Die beiden Gewerkschaften der Polizei stärken dem Minister dabei den Rücken: „Wir wollen sicher keine Stigmatisierung oder Denunziantentum“, betont der Landeschef der Deutschen Polizeigewerkschaft (DPolG), Ralf Kusterer. „Aber bei Verstößen gegen die Corona-Verordnung oder das Infektionsschutzgesetz sprechen wir nicht über Falschparker, sondern über schwerwiegende Fälle und sogar über Straftaten.“
Nach Angaben des stellvertretenden Vorsitzenden der Gewerkschaft der Polizei (GdP), Carsten Beck, sind die Beamten personell auch nicht in der Lage, alles zu überwachen. „Wir sind auf solche Hinweise angewiesen“, sagt Beck. Von einem Gespräch mit denen, die gegen die Regeln verstoßen, hält er wenig: „Wir sind über den Punkt hinaus, an dem man erst ermahnt und droht.“Die SPD ruft hingegen zum Dialog auf: „In diesen
Tagen ist es angezeigt, aufeinander aufzupassen und sich an die Regeln zu halten“, sagt SPD-Generalsekretär Sascha Binder. „Ein Aufruf zur Denunziation hilft da nicht weiter.“Möglich sei zum Beispiel auch, die direkte Ansprache zu suchen und Menschen auf mögliche Fehler aufmerksam machen.
Das sollte nach Ansicht von FDPFraktionschef Hans-Ulrich Rülke jeder für sich selbst entscheiden: Es gebe keine Bürgerpflicht zur Anzeige. „Das bleibt jedem selbst überlassen“, sagt Rülke. Strobl warf er indirekt vor, „das gesellschaftliche Klima hin zu einer Kultur der Denunziation zu vergiften, bei der die Bürgerinnen und Bürger befürchten müssen, bei kleinsten Verstößen bereits angezeigt zu werden“.
Sozialminister Manfred Lucha (Grüne) erklärte, dass es in BadenWürttemberg Stand Dienstagmorgen 12 881 Infizierte gebe. Eine große Rolle spiele dabei, dass sich viele Baden-Württemberger über Fasching in den Skiferien im Süden befunden hätten. „Die jungen Skifahrer haben es mitgebracht, haben jetzt die Eltern infiziert, und es geht weiter auf die Großeltern.“182 Menschen zwischen 41 Jahren und 94 Jahren seien infolge der Erkrankung gestorben.
Nach Luchas Worten gibt es im Südwesten 54 000 stationäre Krankenhausbetten und 2200 Beatmungsplätze. Man sei derzeit dabei, die Zahl der Beatmungsplätze auf 2800 hochzuschrauben. Zudem greife man auf 25 000 Plätze in Reha-Einrichtungen zurück. Wer ernsthaft an dem Coronavirus erkranke, müsse damit rechnen, bis zu vier Wochen beatmet zu werden. Kretschmann sagte, bislang reichten die Krankenhauskapazitäten noch aus.
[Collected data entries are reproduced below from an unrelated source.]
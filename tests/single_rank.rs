//! End-to-end check on a one-rank world: every element write is local, the
//! pool drains and completes in-process, and shutdown needs no peer traffic.
//!
//! The fabric can only be initialized once per process, so this lives alone
//! in its own integration binary and is ignored unless an MPI runtime is
//! around to host it.

use matserve::{IndexPair, Layout, Node, NodeConfig};

fn kernel(i: i64, j: i64) -> f64 {
    ((i * i + j * j) as f64).sqrt()
}

#[test]
#[ignore = "needs an MPI runtime: mpirun -n 1 single_rank --ignored"]
fn single_rank_fills_and_shuts_down() {
    let config = NodeConfig {
        dims: (8, 8),
        blocks: None,
        layout: Layout::RowMajor,
        root_rank: 0,
    };
    let mut node = Node::init(config).expect("single rank init");
    assert_eq!(node.size(), 1);
    assert!(node.is_root());
    assert_eq!(node.geometry().dim_blocks(), (1, 1));

    node.run(kernel);

    for i in 0..8 {
        for j in 0..8 {
            let got = node
                .local_value(IndexPair::new(i, j))
                .expect("every cell is local on a one-rank world");
            assert_eq!(got, kernel(i, j));
        }
    }

    let buf = node.into_tile_buffer();
    assert_eq!(buf.len(), 64);
    assert_eq!(buf[0], 0.0);
}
Anstehende Kommunalwahlen können nach Strobls Worten verschoben werden, wenn die ordnungsgemäße Durchführung der Wahlen nicht gewährleistet ist. Ob die Voraussetzungen gegeben seien, entschieden die Landratsämter und die Regierungspräsidien. „Dem Infektionsschutz ist in jedem Fall Vorrang zu gewähren“, sagte Strobl. Finde eine Wahl statt, müssten die Vorgaben zum Infektionsschutz eingehalten werden.